Usually the saxifrages are successfully used in rock gardens but this does not mean that they do not grow well even in soils rich in nutrients. Very often the saxifrage is used to decorate rustic stone walls, filling the small holes and inlets that are created inside them.
To reproduce this type of plant, in autumn, the suckers that these plants tend to form naturally come off. These basal suckers must be made to take root in a mixture of peat and sand in equal parts, then they will be re-invaded the following spring; they are planted in autumn, for better cultivation they can be kept in pots even for a couple of years.
Generally the multiplication of the saxifrage is a simple operation that succeeds positively without great efforts because of the natural predisposition of this species to form basal suckers.
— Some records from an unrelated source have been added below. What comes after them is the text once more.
pub mod config;
pub mod hash;
pub mod similarity;

pub use config::EmbedderConfig;
pub use hash::HashEmbedder;
pub use similarity::{cosine_similarity, similarity_percent};

use tracing::warn;

/// Which side of the match a vector was computed for.
#[derive(Debug, Clone, Copy, PartialEq)]
pub enum EmbeddingSource {
    Job,
    Resume,
}

#[derive(Debug, Clone)]
pub struct Embedding {
    pub vector: Vec<f32>,
    pub source: EmbeddingSource,
    pub created_at: chrono::DateTime<chrono::Utc>,
}

/// Abstract interface over the fixed, pretrained text-embedding component.
///
/// The model is a swappable collaborator: implementations must be
/// deterministic for identical input (the ranking determinism contract) and
/// perform no training at runtime.
pub trait TextEmbedder: Send + Sync {
    /// Implementation name ("hash", ...), recorded for audit trails.
    fn name(&self) -> &'static str;

    /// Version marker; bump whenever the token design or hashing changes.
    fn version(&self) -> &str;

    fn dimension(&self) -> usize;

    /// Encode one text into a dense vector.
    fn embed(&self, text: &str, source: EmbeddingSource) -> Embedding;

    /// Raw cosine similarity in [-1, 1]; 0.0 on dimension mismatch.
    fn similarity(&self, a: &Embedding, b: &Embedding) -> f32 {
        if a.vector.len() != b.vector.len() {
            warn!(
                source_a = ?a.source,
                source_b = ?b.source,
                a_len = a.vector.len(),
                b_len = b.vector.len(),
                "embedding dimension mismatch; returning zero similarity"
            );
            return 0.0;
        }
        cosine_similarity(&a.vector, &b.vector)
    }
}

/// Embedder factory. Unknown names fall back to the deterministic hash
/// implementation rather than failing the ranking call.
pub fn create_embedder(name: &str, config: EmbedderConfig) -> Box<dyn TextEmbedder> {
    match name {
        "hash" => Box::new(HashEmbedder::new(config)),
        other => {
            warn!(embedder = other, "unknown embedder name; falling back to hash");
            Box::new(HashEmbedder::new(config))
        }
    }
}

/// Build the embedder selected by `RR_EMBEDDER` with env-derived config.
pub fn embedder_from_env() -> Box<dyn TextEmbedder> {
    let name = std::env::var("RR_EMBEDDER").unwrap_or_else(|_| "hash".into());
    create_embedder(&name, EmbedderConfig::from_env())
}
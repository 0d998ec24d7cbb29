use crate::store::StoreError;

/// Hard failures of a ranking call. Per-candidate problems (blank text,
/// malformed stored data) are handled inside the batch and never surface
/// here; a ranking call either returns a complete list or fails atomically.
#[derive(Debug, thiserror::Error)]
pub enum RankingError {
    #[error("store error: {0}")]
    Store(#[from] StoreError),
    #[error("embedder unavailable: {0}")]
    Embedder(String),
}
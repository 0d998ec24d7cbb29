pub mod alias;
pub mod embedding;
pub mod error;
pub mod extraction;
pub mod logging;
pub mod ranking;
pub mod store;
pub mod text;

use std::collections::BTreeSet;

use chrono::{DateTime, Utc};
use serde::{Deserialize, Serialize};

// Commonly used data models shared by extraction, scoring, and ranking.

/// Machine-readable representation of one résumé, derived once per upload.
///
/// Always produced, even when extraction finds nothing; absent fields stay
/// empty/default. Replaced wholesale on re-upload, never merged per field.
#[derive(Debug, Clone, Default, PartialEq, Serialize, Deserialize)]
#[serde(rename_all = "snake_case")]
pub struct StructuredResume {
    /// Full extracted document text, lowercased.
    pub raw_text: String,
    pub name: String,
    pub email: String,
    pub skills: BTreeSet<String>,
    pub soft_skills: BTreeSet<String>,
    pub education: BTreeSet<String>,
    pub certifications: BTreeSet<String>,
    pub project_domains: BTreeSet<String>,
    pub experience_years: u32,
}

impl StructuredResume {
    /// A résumé with no usable text is excluded from ranking entirely,
    /// regardless of what the structured fields contain.
    pub fn has_text(&self) -> bool {
        !self.raw_text.trim().is_empty()
    }
}

/// Filter criteria for one ranking request. Absent fields default to
/// empty/zero and never block scoring.
#[derive(Debug, Clone, PartialEq, Serialize, Deserialize)]
#[serde(rename_all = "snake_case", default)]
pub struct JobFilter {
    pub required_skills: Vec<String>,
    pub certifications: Vec<String>,
    pub project_domains: Vec<String>,
    pub education_level: String,
    pub min_experience_years: u32,
    pub job_description: String,
    pub shortlist_size: usize,
}

impl Default for JobFilter {
    fn default() -> Self {
        Self {
            required_skills: Vec::new(),
            certifications: Vec::new(),
            project_domains: Vec::new(),
            education_level: String::new(),
            min_experience_years: 0,
            job_description: String::new(),
            shortlist_size: 5,
        }
    }
}

/// One submitted application, as handed over by the persistence collaborator.
/// The structured payload is validated at that boundary; a malformed record
/// never reaches the scorers.
#[derive(Debug, Clone, PartialEq, Serialize, Deserialize)]
pub struct Application {
    pub candidate_id: i64,
    pub candidate_name: String,
    pub email: String,
    pub phone: String,
    pub resume_file_name: String,
    pub structured_resume: StructuredResume,
    pub applied_at: DateTime<Utc>,
}

/// Per-candidate score produced by one ranking run.
#[derive(Debug, Clone, PartialEq)]
pub struct CandidateScore {
    pub rule_score: f64,
    pub semantic_score: f64,
    pub final_score: i64,
    /// Reason lines in evaluation order: skills, certifications, projects,
    /// education, experience, semantic similarity.
    pub explanation: Vec<String>,
}

/// Shortlist entry returned to UI/report collaborators. List order is the
/// rank contract (rank 1..N = list order).
#[derive(Debug, Clone, PartialEq, Serialize)]
pub struct RankedCandidate {
    pub candidate_id: i64,
    pub candidate_name: String,
    pub email: String,
    pub phone: String,
    pub resume_file_name: String,
    pub applied_at: DateTime<Utc>,
    pub final_score: i64,
    pub explanation: String,
}
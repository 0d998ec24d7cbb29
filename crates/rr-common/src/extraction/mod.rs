use std::collections::BTreeSet;
use std::sync::LazyLock;

use lazy_static::lazy_static;
use regex::Regex;
use strsim::normalized_damerau_levenshtein;

use crate::text::{title_case, tokenize_words};
use crate::StructuredResume;

/// Canonical skill vocabulary matched fuzzily against résumé tokens.
const SKILL_SET: &[&str] = &[
    "python", "java", "c", "c++", "c#", "html", "css", "javascript", "typescript",
    "react", "angular", "vue", "node.js", "express", "django", "flask",
    "sql", "mysql", "postgresql", "mongodb", "oracle", "firebase",
    "git", "github", "gitlab", "linux", "bash", "docker", "kubernetes",
    "aws", "azure", "gcp", "google cloud", "heroku",
    "tensorflow", "keras", "pytorch", "scikit-learn", "opencv", "nltk", "spacy",
    "pandas", "numpy", "matplotlib", "seaborn", "power bi", "tableau", "excel",
    "jira", "trello", "figma", "canva",
];

/// Project/tech domain vocabulary, whole-word presence test.
const TECH_DOMAINS: &[&str] = &[
    "machine learning", "artificial intelligence", "ai", "ml", "deep learning",
    "data science", "web development", "full stack", "frontend", "backend",
    "android development", "ios development", "cloud", "devops",
    "html", "css", "react", "node", "python", "java", "sql", "nlp", "cv",
];

const EDUCATION_KEYWORDS: &[&str] = &[
    "bachelor", "master", "btech", "mtech", "be", "b.e", "m.e", "phd",
    "msc", "bsc", "ba", "ma", "bca", "mca", "diploma", "graduate", "undergraduate",
];

const SOFT_SKILLS: &[&str] = &[
    "teamwork", "communication", "leadership", "critical thinking",
    "problem solving", "adaptability", "creativity", "collaboration",
    "time management", "decision making", "emotional intelligence",
    "negotiation", "public speaking", "self-motivation",
];

/// Section headings and boilerplate that disqualify a line as a person name.
const NAME_STOPWORDS: &[&str] = &[
    "resume", "curriculum", "vitae", "profile", "summary", "objective",
    "education", "experience", "skills", "projects", "certifications",
    "contact", "email", "phone", "address",
];

lazy_static! {
    // "<N> (+)? years/yrs ... experience"
    static ref EXPERIENCE_RE: Regex =
        Regex::new(r"(?i)(\d+)\s*\+?\s*(?:years|yrs)[\s\w]*experience").unwrap();
    // "Certified in <...>" / "<...> Certification|Certified"
    static ref CERTIFICATION_RE: Regex = Regex::new(
        r"(?i)(Certified in [A-Za-z0-9\s&]+|[A-Za-z0-9\s]+(?:Certification|Certified))"
    )
    .unwrap();
    static ref EMAIL_RE: Regex =
        Regex::new(r"[a-zA-Z0-9_.+-]+@[a-zA-Z0-9-]+\.[a-zA-Z0-9-.]+").unwrap();
}

static EDUCATION_PATTERNS: LazyLock<Vec<(&'static str, Regex)>> =
    LazyLock::new(|| whole_word_patterns(EDUCATION_KEYWORDS));

static DOMAIN_PATTERNS: LazyLock<Vec<(&'static str, Regex)>> =
    LazyLock::new(|| whole_word_patterns(TECH_DOMAINS));

fn whole_word_patterns(keywords: &[&'static str]) -> Vec<(&'static str, Regex)> {
    keywords
        .iter()
        .map(|kw| {
            let pattern = format!(r"(?i)\b{}\b", regex::escape(kw));
            (*kw, Regex::new(&pattern).unwrap())
        })
        .collect()
}

fn fuzzy_cutoff() -> f64 {
    std::env::var("RR_FUZZY_CUTOFF")
        .ok()
        .and_then(|s| s.parse().ok())
        .unwrap_or(0.8)
}

/// Fuzzy-match the canonical skill vocabulary against word tokens. A skill is
/// included (title-cased) when any single token is a near match, tolerating
/// minor spelling and formatting variation without full NLP.
pub fn extract_skills(text: &str) -> BTreeSet<String> {
    let tokens = tokenize_words(text);
    let cutoff = fuzzy_cutoff();
    let mut found = BTreeSet::new();

    for skill in SKILL_SET {
        let hit = tokens.iter().any(|token| {
            token.as_str() == *skill || normalized_damerau_levenshtein(skill, token) >= cutoff
        });
        if hit {
            found.insert(title_case(skill));
        }
    }
    found
}

/// Maximum N over all "<N> years ... experience" patterns, 0 when absent.
pub fn extract_experience_years(text: &str) -> u32 {
    EXPERIENCE_RE
        .captures_iter(text)
        .filter_map(|caps| caps.get(1)?.as_str().parse::<u32>().ok())
        .max()
        .unwrap_or(0)
}

/// Whole-word presence test against the education keyword list, title-cased.
pub fn extract_education(text: &str) -> BTreeSet<String> {
    EDUCATION_PATTERNS
        .iter()
        .filter(|(_, re)| re.is_match(text))
        .map(|(kw, _)| title_case(kw))
        .collect()
}

/// Phrases of the form "Certified in <...>" or "<...> Certification/Certified".
pub fn extract_certifications(text: &str) -> BTreeSet<String> {
    CERTIFICATION_RE
        .captures_iter(text)
        .filter_map(|caps| caps.get(1))
        .map(|m| m.as_str().trim().to_string())
        .filter(|c| !c.is_empty())
        .collect()
}

/// Whole-word presence test against the tech domain vocabulary, title-cased.
pub fn extract_project_domains(text: &str) -> BTreeSet<String> {
    DOMAIN_PATTERNS
        .iter()
        .filter(|(_, re)| re.is_match(text))
        .map(|(kw, _)| title_case(kw))
        .collect()
}

/// Heuristic person-name pickup: a line of at most three capitalized tokens
/// near the top of the document that is not a section heading. Returns an
/// empty string when nothing plausible is found; never fatal.
pub fn extract_name(text: &str) -> String {
    for line in text.lines().take(10) {
        let line = line.trim();
        if line.is_empty() {
            continue;
        }

        let tokens: Vec<&str> = line.split_whitespace().collect();
        if tokens.is_empty() || tokens.len() > 3 {
            continue;
        }

        let capitalized = tokens.iter().all(|t| {
            let mut chars = t.chars();
            matches!(chars.next(), Some(c) if c.is_uppercase())
                && chars.all(|c| c.is_alphabetic() || c == '.')
        });
        if !capitalized {
            continue;
        }

        let lowered = line.to_lowercase();
        if NAME_STOPWORDS.iter().any(|w| lowered.contains(w)) {
            continue;
        }

        return line.to_string();
    }
    String::new()
}

/// First email-shaped substring, empty string when absent.
pub fn extract_email(text: &str) -> String {
    EMAIL_RE
        .find(text)
        .map(|m| m.as_str().to_string())
        .unwrap_or_default()
}

/// Substring presence of the fixed soft-skill phrases, title-cased.
pub fn extract_soft_skills(text: &str) -> BTreeSet<String> {
    let lowered = text.to_lowercase();
    SOFT_SKILLS
        .iter()
        .filter(|s| lowered.contains(*s))
        .map(|s| title_case(s))
        .collect()
}

/// Compose all field extractors over one résumé text.
///
/// Extraction never raises to the caller: a sub-extractor that finds nothing
/// degrades its field to empty/default, and the record is still returned.
/// Upstream PDF decode failures hand in empty text, which yields an all-default
/// record.
pub fn parse_resume(text: &str) -> StructuredResume {
    StructuredResume {
        name: extract_name(text),
        email: extract_email(text),
        skills: extract_skills(text),
        soft_skills: extract_soft_skills(text),
        education: extract_education(text),
        certifications: extract_certifications(text),
        project_domains: extract_project_domains(text),
        experience_years: extract_experience_years(text),
        raw_text: text.to_lowercase(),
    }
}

#[cfg(test)]
mod tests {
    use super::*;

    const SAMPLE: &str = "\
Priya Sharma
priya.sharma@example.com | +91 98765 43210

Btech in Computer Science, 3 years of professional experience.
Skills: Python, SQL, Dokcer, React
Certified in Data Analytics
Projects: machine learning pipeline, web development portal
Strong communication and problem solving.
";

    #[test]
    fn extracts_exact_and_fuzzy_skills() {
        let skills = extract_skills(SAMPLE);

        assert!(skills.contains("Python"));
        assert!(skills.contains("Sql"));
        assert!(skills.contains("React"));
        // "Dokcer" is one transposition away from "docker"
        assert!(skills.contains("Docker"));
        assert!(!skills.contains("Kubernetes"));
    }

    #[test]
    fn experience_takes_the_maximum_mention() {
        assert_eq!(extract_experience_years("5 years of experience"), 5);
        assert_eq!(
            extract_experience_years("2 yrs experience early on, later 7+ years of experience"),
            7
        );
        assert_eq!(extract_experience_years("no numbers here"), 0);
    }

    #[test]
    fn education_matches_whole_words_only() {
        let education = extract_education("Completed my BTech, not a phdcandidate");

        assert!(education.contains("Btech"));
        assert!(!education.contains("Phd"));
    }

    #[test]
    fn certifications_capture_both_phrase_forms() {
        let certs =
            extract_certifications("Certified in Data Analytics & ML\nAWS Cloud Certification");

        assert!(certs.iter().any(|c| c.starts_with("Certified in Data")));
        assert!(certs.iter().any(|c| c.contains("Certification")));
    }

    #[test]
    fn name_skips_headings_and_long_lines() {
        assert_eq!(extract_name(SAMPLE), "Priya Sharma");
        assert_eq!(extract_name("RESUME\nSkills\nExperience"), "");
        assert_eq!(
            extract_name("A Very Long Header Line With Many Words\n"),
            ""
        );
    }

    #[test]
    fn email_and_soft_skills_are_best_effort() {
        assert_eq!(extract_email(SAMPLE), "priya.sharma@example.com");
        assert_eq!(extract_email("no contact info"), "");

        let soft = extract_soft_skills(SAMPLE);
        assert!(soft.contains("Communication"));
        assert!(soft.contains("Problem Solving"));
    }

    #[test]
    fn parse_resume_always_returns_a_record() {
        let parsed = parse_resume("");

        assert_eq!(parsed, StructuredResume::default());
        assert!(!parsed.has_text());
    }

    #[test]
    fn parse_resume_lowercases_raw_text_but_not_fields() {
        let parsed = parse_resume(SAMPLE);

        assert!(parsed.raw_text.contains("priya sharma"));
        assert_eq!(parsed.name, "Priya Sharma");
        assert_eq!(parsed.experience_years, 3);
        assert!(parsed.project_domains.contains("Machine Learning"));
        assert!(parsed.project_domains.contains("Web Development"));
    }
}
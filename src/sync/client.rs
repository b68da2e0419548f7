use crate::error::{Error, Result};
use crate::protocol::{
    AddPeerRes, ErrRes, StatusRes, SyncRes, ENDPOINT_ADD_PEER, ENDPOINT_ADD_PEER_QUERY_KEY_IP,
    ENDPOINT_ADD_PEER_QUERY_KEY_PORT, ENDPOINT_STATUS, ENDPOINT_SYNC,
    ENDPOINT_SYNC_QUERY_KEY_FROM_BLOCK,
};
use crate::types::{Block, Hash, PeerNode};
use reqwest::{Client, Response};
use serde::de::DeserializeOwned;
use std::future::Future;
use std::time::Duration;

/// The calls a synchronization cycle makes against a remote node.
pub trait PeerClient {
    fn status(&self, peer: &PeerNode) -> impl Future<Output = Result<StatusRes>> + Send;
    /// Register `this_peer` in the known peers of `peer`.
    fn join(&self, peer: &PeerNode, this_peer: &PeerNode) -> impl Future<Output = Result<AddPeerRes>> + Send;
    fn blocks_after(&self, peer: &PeerNode, from: Hash) -> impl Future<Output = Result<Vec<Block>>> + Send;
}

/// [`PeerClient`] speaking JSON over HTTP. Every call is bounded by the request timeout,
/// and connection setup by the shorter connect timeout.
#[derive(Clone, Debug)]
pub struct HttpPeerClient {
    client: Client,
}

impl HttpPeerClient {
    pub fn new(connect_timeout: Duration, request_timeout: Duration) -> Result<Self> {
        let client = Client::builder()
            .connect_timeout(connect_timeout)
            .timeout(request_timeout)
            .build()?;
        Ok(Self {client})
    }
}

fn url(peer: &PeerNode, endpoint: &str) -> String {
    format!("http://{}{}", peer.tcp_address(), endpoint)
}

async fn read_res<Type: DeserializeOwned>(peer: &PeerNode, response: Response) -> Result<Type> {
    let status = response.status();
    if !status.is_success() {
        let reason = match response.json::<ErrRes>().await {
            Ok(body) => body.error,
            Err(_) => status.to_string(),
        };
        return Err(Error::RemoteError(peer.tcp_address(), reason));
    }
    Ok(response.json::<Type>().await?)
}

impl PeerClient for HttpPeerClient {
    async fn status(&self, peer: &PeerNode) -> Result<StatusRes> {
        let response = self.client
            .get(url(peer, ENDPOINT_STATUS))
            .send()
            .await
            .map_err(|error| Error::PeerUnreachable(peer.tcp_address(), error.to_string()))?;
        read_res(peer, response).await
    }

    async fn join(&self, peer: &PeerNode, this_peer: &PeerNode) -> Result<AddPeerRes> {
        let response = self.client
            .get(url(peer, ENDPOINT_ADD_PEER))
            .query(&[
                (ENDPOINT_ADD_PEER_QUERY_KEY_IP, this_peer.ip.clone()),
                (ENDPOINT_ADD_PEER_QUERY_KEY_PORT, this_peer.port.to_string()),
            ])
            .send()
            .await
            .map_err(|error| Error::PeerRegistration(peer.tcp_address(), error.to_string()))?;
        read_res(peer, response).await
    }

    async fn blocks_after(&self, peer: &PeerNode, from: Hash) -> Result<Vec<Block>> {
        log::debug!("Importing blocks from peer {}", peer.tcp_address());
        let response = self.client
            .get(url(peer, ENDPOINT_SYNC))
            .query(&[(ENDPOINT_SYNC_QUERY_KEY_FROM_BLOCK, from.to_hex())])
            .send()
            .await?;
        let sync_res: SyncRes = read_res(peer, response).await?;
        Ok(sync_res.blocks)
    }
}

#[cfg(test)]
mod tests {
    use super::*;

    #[tokio::test]
    async fn test_unreachable_peer_is_reported() {
        let client = HttpPeerClient::new(Duration::from_millis(200), Duration::from_millis(500)).unwrap();
        // Port 9 (discard) on localhost is not served by anything in the test environment.
        let peer = PeerNode::new("127.0.0.1", 9, false, false);
        match client.status(&peer).await {
            Err(Error::PeerUnreachable(address, _)) => assert_eq!(address, "127.0.0.1:9"),
            other => panic!("unexpected result {:?}", other.map(|s| s.block_number)),
        }
        let this_peer = PeerNode::new("127.0.0.1", 8081, false, false);
        assert!(matches!(
            client.join(&peer, &this_peer).await,
            Err(Error::PeerRegistration(_, _))
        ));
    }

    #[test]
    fn test_url() {
        let peer = PeerNode::new("10.1.2.3", 8080, true, false);
        assert_eq!(url(&peer, ENDPOINT_STATUS), "http://10.1.2.3:8080/node/status");
    }
}
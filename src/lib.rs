pub mod api;
pub mod config;
pub mod error;
pub mod genesis;
pub mod node;
pub mod peers;
pub mod protocol;
pub mod storage;
pub mod sync;
pub mod types;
Saxifraga - Saxifraga: Pests and diseases
Saxifrage plants can be affected by pests and diseases, pay particular attention to aphids and cochineal. For this reason it is good to intervene before the vegetative restart with broad-spectrum preventive treatments that will provide the right protection to this kind of plant. If you notice any signs on the plants it is also possible to intervene with compounds based on garlic or soap from Marseille to be sprayed on the affected specimens.
Generally, saxifrage plants grown at home or on balconies where air circulation is limited are more prone to attacks from aphids and cochineal, but all plants including those grown in the garden can be attacked by these parasites.